Fields v. Dinwiddie County Dept.

Decision Date21 June 2005
Docket NumberRecord No. 1716-04-2.
Citation46 Va. App. 1,614 S.E.2d 656
CourtVirginia Supreme Court
PartiesEarline V. FIELDS v. DINWIDDIE COUNTY DEPARTMENT OF SOCIAL SERVICES.

George F. Marable, III, Richmond, for appellant.

Linwood T. Wells, III, Guardian ad litem for appellant.

James H. Ritchie, Jr., for appellee.

Adrienne George-Eliades (The Eliades Law Firm, P.L.L.C., on brief), Guardian ad litem for the minor child.

Present: FRANK, KELSEY, JJ., and OVERTON, Sr.J.

OVERTON, Judge.

On August 2, 2004, the trial court entered an order terminating the residual parental rights of Earline V. Fields to her two-year-old son, T.R., pursuant to Code § 16.1-283(C)(2) and 16.1-283(E)(i). On appeal, Fields contends the evidence was insufficient to support the termination pursuant to Code § 16.1-283(C)(2). Fields further argues the trial court erred in admitting hearsay evidence in the form of letters written by mental health care providers John Fretheim and Dr. N.A. Emiliani. Finding no reversible error, we affirm the decision of the trial court.

BACKGROUND

We view the evidence in the light most favorable to the prevailing party below and grant to it all reasonable inferences fairly deducible therefrom. See Logan v. Fairfax County Dep't of Human Dev., 13 Va.App. 123, 128, 409 S.E.2d 460, 462 (1991).

Two weeks before T.R.'s birth on July 15, 2002, Doretha Townes, a social worker with the Dinwiddie County Department of Social Services (DCDSS), was contacted by the staff of a local hospital regarding Fields. Townes went to the hospital and met Fields, who initially stated she did not know she was pregnant. Fields subsequently related her belief she had become pregnant from a tomato seed she had eaten in a can of spaghetti. Fields had been diagnosed with schizophrenia. At the time, Fields was living alone in a condemned house with no running water and only one working electrical outlet.

T.R. was removed from Fields' custody and placed in foster care immediately after his birth. At the termination hearing in 2004, Townes testified T.R. had remained with the same foster family since he left the hospital. T.R. had bonded with the foster family, had no mental health or physical problems, and was on target for his age. The foster family was willing to adopt T.R. if he was available for adoption.

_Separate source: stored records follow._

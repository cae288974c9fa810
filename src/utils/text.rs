//! Text helpers for diagnostics

/// Keep at most `max` characters of `text`, marking the cut with `...`
pub fn truncate_chars(text: &str, max: usize) -> String {
    match text.char_indices().nth(max) {
        Some((idx, _)) => format!("{}...", &text[..idx]),
        None => text.to_string(),
    }
}
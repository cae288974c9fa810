//! Random token generation

use rand::Rng;

/// Characters a run token is drawn from
const CHARSET: &[u8] = b"abcdefghijklmnopqrstuvwxyz0123456789";

/// Generate a random lowercase alphanumeric token.
///
/// Used for the `$%rand%$` placeholder so that concurrently running stress
/// sessions compile into distinct binaries.
pub fn generate_token(length: usize) -> String {
    let mut rng = rand::rng();

    (0..length)
        .map(|_| {
            let idx = rng.random_range(0..CHARSET.len());
            CHARSET[idx] as char
        })
        .collect()
}

#[cfg(test)]
mod tests {
    use super::*;

    #[test]
    fn test_generate_token() {
        let token1 = generate_token(32);
        let token2 = generate_token(32);

        assert_eq!(token1.len(), 32);
        assert_eq!(token2.len(), 32);
        assert_ne!(token1, token2);
    }

    #[test]
    fn test_token_charset() {
        let token = generate_token(64);
        assert!(token
            .bytes()
            .all(|b| b.is_ascii_lowercase() || b.is_ascii_digit()));
    }

    #[test]
    fn test_empty_token() {
        assert!(generate_token(0).is_empty());
    }
}
//! Source file resolution
//!
//! Turns a naming pattern such as `A-brute.cpp` or `gen/A*` into exactly one
//! source file plus the code template that handles it.

use std::path::{Path, PathBuf, MAIN_SEPARATOR};

use regex::Regex;
use tokio::fs;

use crate::config::CodeTemplate;
use crate::error::{AppError, AppResult};
use crate::runner::Role;
use crate::template::TemplateContext;

/// A resolved source file for one role
#[derive(Debug, Clone, PartialEq, Eq)]
pub struct ProgramDescriptor {
    pub role: Role,
    /// Full path of the source file
    pub path: PathBuf,
    /// Directory part, including the trailing separator
    pub path_dir: String,
    /// File name with extension
    pub full_name: String,
    /// File name without extension
    pub file_stem: String,
    /// Extension without the dot
    pub extension: String,
    /// Index of the template handling this file
    pub template_index: usize,
}

impl ProgramDescriptor {
    /// Split a resolved path into its templating parts
    pub fn from_path(role: Role, path: PathBuf, template_index: usize) -> AppResult<Self> {
        let full_name = path
            .file_name()
            .and_then(|n| n.to_str())
            .ok_or_else(|| {
                AppError::CodeResolution(format!("{} is not a valid file name", path.display()))
            })?
            .to_string();
        let file_stem = path
            .file_stem()
            .and_then(|s| s.to_str())
            .unwrap_or(&full_name)
            .to_string();
        let extension = path
            .extension()
            .and_then(|e| e.to_str())
            .unwrap_or_default()
            .to_string();
        let path_dir = match path.parent().map(|p| p.to_string_lossy().into_owned()) {
            Some(dir) if !dir.is_empty() => format!("{}{}", dir.trim_end_matches(MAIN_SEPARATOR), MAIN_SEPARATOR),
            _ => String::new(),
        };

        Ok(Self {
            role,
            path,
            path_dir,
            full_name,
            file_stem,
            extension,
            template_index,
        })
    }

    /// Placeholder values for this program's scripts
    pub fn template_context(&self, task: &str, random_token: &str) -> TemplateContext {
        TemplateContext {
            path_dir: self.path_dir.clone(),
            full_name: self.full_name.clone(),
            file_stem: self.file_stem.clone(),
            task: task.to_string(),
            random_token: random_token.to_string(),
        }
    }
}

/// Compile the file-name part of a naming pattern.
///
/// `*` matches any run of characters and `?` exactly one; everything else
/// is literal.
fn pattern_regex(name_pattern: &str) -> AppResult<Regex> {
    let escaped = regex::escape(name_pattern)
        .replace(r"\*", ".*")
        .replace(r"\?", ".");
    Regex::new(&format!("^{}$", escaped))
        .map_err(|e| AppError::CodeResolution(format!("invalid pattern `{}`: {}", name_pattern, e)))
}

/// Find the single source file matching `pattern` under `base_dir`.
///
/// Only files whose extension some template handles are considered. Returns
/// the file path and the index of the first template handling it.
pub async fn resolve(
    pattern: &str,
    templates: &[CodeTemplate],
    base_dir: &Path,
) -> AppResult<(PathBuf, usize)> {
    let pattern_path = Path::new(pattern);
    let name_pattern = pattern_path
        .file_name()
        .and_then(|n| n.to_str())
        .ok_or_else(|| AppError::CodeResolution(format!("`{}` does not name a file", pattern)))?;
    let dir = match pattern_path.parent() {
        Some(parent) if !parent.as_os_str().is_empty() => base_dir.join(parent),
        _ => base_dir.to_path_buf(),
    };
    let matcher = pattern_regex(name_pattern)?;

    let mut entries = fs::read_dir(&dir).await.map_err(|e| {
        AppError::CodeResolution(format!("cannot read directory {}: {}", dir.display(), e))
    })?;

    let mut candidates = Vec::new();
    while let Some(entry) = entries.next_entry().await? {
        let path = entry.path();
        let Some(name) = entry.file_name().to_str().map(str::to_string) else {
            continue;
        };
        if !matcher.is_match(&name) {
            continue;
        }
        if !fs::metadata(&path).await.map(|m| m.is_file()).unwrap_or(false) {
            continue;
        }
        let ext = path.extension().and_then(|e| e.to_str()).unwrap_or_default();
        if let Some(index) = templates.iter().position(|t| t.handles_extension(ext)) {
            candidates.push((path, index));
        }
    }
    candidates.sort();

    match candidates.len() {
        0 => Err(AppError::CodeResolution(format!(
            "cannot find any code matching `{}` in {}; add a template for its extension or check the naming",
            pattern,
            dir.display()
        ))),
        1 => Ok(candidates.remove(0)),
        _ => {
            let names: Vec<String> = candidates
                .iter()
                .map(|(path, _)| path.display().to_string())
                .collect();
            Err(AppError::CodeResolution(format!(
                "multiple files match `{}`: {}",
                pattern,
                names.join(", ")
            )))
        }
    }
}
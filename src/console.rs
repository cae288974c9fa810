//! Colored console output
//!
//! Every line a stress run prints goes through a [`Console`]. The console
//! is owned by the run state and only touched while its mutex is held, so
//! reports from different workers never interleave.

use std::io::{self, IsTerminal, Write};
use std::sync::{Arc, Mutex};

const RED: &str = "\x1b[31m";
const GREEN: &str = "\x1b[32m";
const BLUE: &str = "\x1b[34m";
const RESET: &str = "\x1b[0m";

/// Line-oriented output sink with optional ANSI coloring
pub struct Console {
    sink: Box<dyn Write + Send>,
    colored: bool,
}

impl Console {
    /// Create a console over an arbitrary sink
    pub fn new(sink: Box<dyn Write + Send>, colored: bool) -> Self {
        Self { sink, colored }
    }

    /// Console on stdout, colored unless `NO_COLOR` is set or stdout is not a terminal
    pub fn stdout() -> Self {
        let colored = std::env::var_os("NO_COLOR").is_none() && io::stdout().is_terminal();
        Self::new(Box::new(io::stdout()), colored)
    }

    /// Console writing uncolored text into a shared in-memory buffer
    pub fn memory(buffer: MemorySink) -> Self {
        Self::new(Box::new(buffer), false)
    }

    pub fn plain(&mut self, text: &str) -> io::Result<()> {
        self.line(None, text)
    }

    pub fn green(&mut self, text: &str) -> io::Result<()> {
        self.line(Some(GREEN), text)
    }

    pub fn red(&mut self, text: &str) -> io::Result<()> {
        self.line(Some(RED), text)
    }

    pub fn blue(&mut self, text: &str) -> io::Result<()> {
        self.line(Some(BLUE), text)
    }

    fn line(&mut self, color: Option<&str>, text: &str) -> io::Result<()> {
        let text = text.trim_end_matches('\n');
        match color {
            Some(color) if self.colored => writeln!(self.sink, "{color}{text}{RESET}")?,
            _ => writeln!(self.sink, "{text}")?,
        }
        self.sink.flush()
    }
}

/// Cloneable in-memory sink; all clones share one buffer
#[derive(Debug, Clone, Default)]
pub struct MemorySink {
    buffer: Arc<Mutex<Vec<u8>>>,
}

impl MemorySink {
    pub fn new() -> Self {
        Self::default()
    }

    /// Everything written so far, lossily decoded
    pub fn contents(&self) -> String {
        match self.buffer.lock() {
            Ok(buffer) => String::from_utf8_lossy(&buffer).into_owned(),
            Err(poisoned) => String::from_utf8_lossy(&poisoned.into_inner()).into_owned(),
        }
    }
}

impl Write for MemorySink {
    fn write(&mut self, buf: &[u8]) -> io::Result<usize> {
        let mut buffer = self
            .buffer
            .lock()
            .map_err(|_| io::Error::other("memory sink poisoned"))?;
        buffer.extend_from_slice(buf);
        Ok(buf.len())
    }

    fn flush(&mut self) -> io::Result<()> {
        Ok(())
    }
}
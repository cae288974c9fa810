//! Custom error types and handling
//!
//! This module defines the application's error taxonomy. Configuration,
//! code resolution and before-script failures abort a run before any worker
//! starts. Pipeline failures are not errors of the run itself; they stop the
//! worker pool and are reported through
//! [`RunOutcome::PipelineFailure`](crate::stress::RunOutcome::PipelineFailure).

use crate::config::ConfigError;

/// Application-wide error type
#[derive(Debug, thiserror::Error)]
pub enum AppError {
    #[error("Configuration error: {0}")]
    Configuration(String),

    #[error(transparent)]
    Config(#[from] ConfigError),

    #[error("Code resolution error: {0}")]
    CodeResolution(String),

    #[error("Before script `{command}` failed: {reason}")]
    BeforeScript { command: String, reason: String },

    #[error("I/O error: {0}")]
    Io(#[from] std::io::Error),
}

impl AppError {
    /// Get the error code for this error type
    pub fn error_code(&self) -> &'static str {
        match self {
            Self::Configuration(_) | Self::Config(_) => "CONFIGURATION_ERROR",
            Self::CodeResolution(_) => "CODE_RESOLUTION_ERROR",
            Self::BeforeScript { .. } => "BEFORE_SCRIPT_ERROR",
            Self::Io(_) => "IO_ERROR",
        }
    }

    /// Whether the error was raised before any worker started
    pub fn is_pre_run(&self) -> bool {
        matches!(
            self,
            Self::Configuration(_) | Self::Config(_) | Self::CodeResolution(_) | Self::BeforeScript { .. }
        )
    }
}

/// Result type alias using AppError
pub type AppResult<T> = Result<T, AppError>;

Following T.R.'s removal from Fields' custody, DCDSS offered to help Fields find housing suitable for her and a baby, but she did not want to move from the area where she was living. DCDSS advised Fields to attend counseling sessions, parenting classes, find suitable housing, and take her daily medication for her mental illness. Fields attended one parenting workshop but refused parenting classes. Fields told Townes she took her medication when she thought she needed it, but not every day.

Following a period of hospitalization for psychiatric illness and a three-month stay in an adult home, Fields moved into the home of James Raines, T.R.'s biological father, in November of 2002.1 Fields was permitted numerous supervised visits with T.R. in Raines' home. During the visits, Fields did not consistently handle or feed T.R. in a manner appropriate to the child's age, insisting on holding him and feeding him with a bottle when he had preferred to crawl about and drink from a cup. Fields habitually checked T.R.'s feet and shoes, claiming the child's feet were growing too fast as a result of improper feeding. Fields refused to get on the floor to play and interact with T.R. and often stared into space for long periods of time during T.R.'s visits. The child was never left alone with Fields for a significant period.

Fields also was permitted supervised visits with T.R. in neutral settings. Fields attended one supervised visit at a McDonald's restaurant, but refused to attend a visit at a Burger King because she did not like the food.

Townes continued to urge Fields to obtain mental health treatment. Fields insisted she did not need treatment and failed to attend scheduled counseling sessions. The foster care service plans produced by DCDSS indicated Fields has been diagnosed with "Schizophrenia, Chronic and Acute Exacerbation and Schizotypal Personality with idiosyncratic thinking," described as a "life long illness." Fields did not regularly attend sessions with Dr. Ramesh Koduri, her psychiatrist. According to one foster care service plan, Dr. Koduri had described Fields as "mentally ill, out of contact with reality." Dr. Koduri also stated Fields was "substantially unable to care for herself and may not be able to care for her child." Dr. Koduri had prescribed the medication Risperdal for Fields. Fields also was prescribed a monthly shot of Haldol, but she did not receive it on a regular basis. Fields was to receive treatment from Fretheim, a licensed clinical social worker. Fretheim reported to DCDSS Fields indicated she did not regularly take her medication nor attend scheduled appointments with him or Dr. Koduri. According to Townes, in the six months before the termination hearing Fields had made no specific efforts to attain the goals required of her by DCDSS.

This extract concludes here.